**Data provided**:
//! Link strategies selected by configuration.

/// How real names are laid out beyond alias and suffix handling.
#[derive(Debug, Clone, PartialEq, Eq, Default)]
pub enum LinkStrategy {
    /// Real names mirror the (aliased) virtual names.
    #[default]
    Default,
    /// Real names start with the resource's locale folder, e.g. `/en/news/`.
    LocaleFolders { locales: Vec<String> },
}

impl LinkStrategy {
    pub fn as_str(&self) -> &'static str {
        match self {
            LinkStrategy::Default => "default",
            LinkStrategy::LocaleFolders { .. } => "locale-folders",
        }
    }

    fn is_locale(&self, segment: &str) -> bool {
        match self {
            LinkStrategy::Default => false,
            LinkStrategy::LocaleFolders { locales } => locales.iter().any(|l| l == segment),
        }
    }

    /// Prefix `rfs_name` with `locale` unless it already starts with a locale folder.
    pub fn apply(&self, rfs_name: &str, locale: Option<&str>) -> String {
        let Some(locale) = locale.filter(|locale| self.is_locale(locale)) else {
            return rfs_name.to_string();
        };
        if self.is_locale(first_segment(rfs_name)) {
            return rfs_name.to_string();
        }
        format!("/{locale}{rfs_name}")
    }

    /// `rfs_name` without its leading locale folder, if it has one.
    pub fn strip<'a>(&self, rfs_name: &'a str) -> Option<&'a str> {
        let segment = first_segment(rfs_name);
        if !self.is_locale(segment) {
            return None;
        }
        let rest = rfs_name.get(segment.len() + 1..)?;
        rest.starts_with('/').then_some(rest)
    }
}

fn first_segment(rfs_name: &str) -> &str {
    rfs_name
        .trim_start_matches('/')
        .split('/')
        .next()
        .unwrap_or("")
}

**Work required**: Reproduce the whole listing verbatim, leaving every line as it was.

**Answer to the problem**:
//! Link strategies selected by configuration.

/// How real names are laid out beyond alias and suffix handling.
#[derive(Debug, Clone, PartialEq, Eq, Default)]
pub enum LinkStrategy {
    /// Real names mirror the (aliased) virtual names.
    #[default]
    Default,
    /// Real names start with the resource's locale folder, e.g. `/en/news/`.
    LocaleFolders { locales: Vec<String> },
}

impl LinkStrategy {
    pub fn as_str(&self) -> &'static str {
        match self {
            LinkStrategy::Default => "default",
            LinkStrategy::LocaleFolders { .. } => "locale-folders",
        }
    }

    fn is_locale(&self, segment: &str) -> bool {
        match self {
            LinkStrategy::Default => false,
            LinkStrategy::LocaleFolders { locales } => locales.iter().any(|l| l == segment),
        }
    }

    /// Prefix `rfs_name` with `locale` unless it already starts with a locale folder.
    pub fn apply(&self, rfs_name: &str, locale: Option<&str>) -> String {
        let Some(locale) = locale.filter(|locale| self.is_locale(locale)) else {
            return rfs_name.to_string();
        };
        if self.is_locale(first_segment(rfs_name)) {
            return rfs_name.to_string();
        }
        format!("/{locale}{rfs_name}")
    }

    /// `rfs_name` without its leading locale folder, if it has one.
    pub fn strip<'a>(&self, rfs_name: &'a str) -> Option<&'a str> {
        let segment = first_segment(rfs_name);
        if !self.is_locale(segment) {
            return None;
        }
        let rest = rfs_name.get(segment.len() + 1..)?;
        rest.starts_with('/').then_some(rest)
    }
}

fn first_segment(rfs_name: &str) -> &str {
    rfs_name
        .trim_start_matches('/')
        .split('/')
        .next()
        .unwrap_or("")
}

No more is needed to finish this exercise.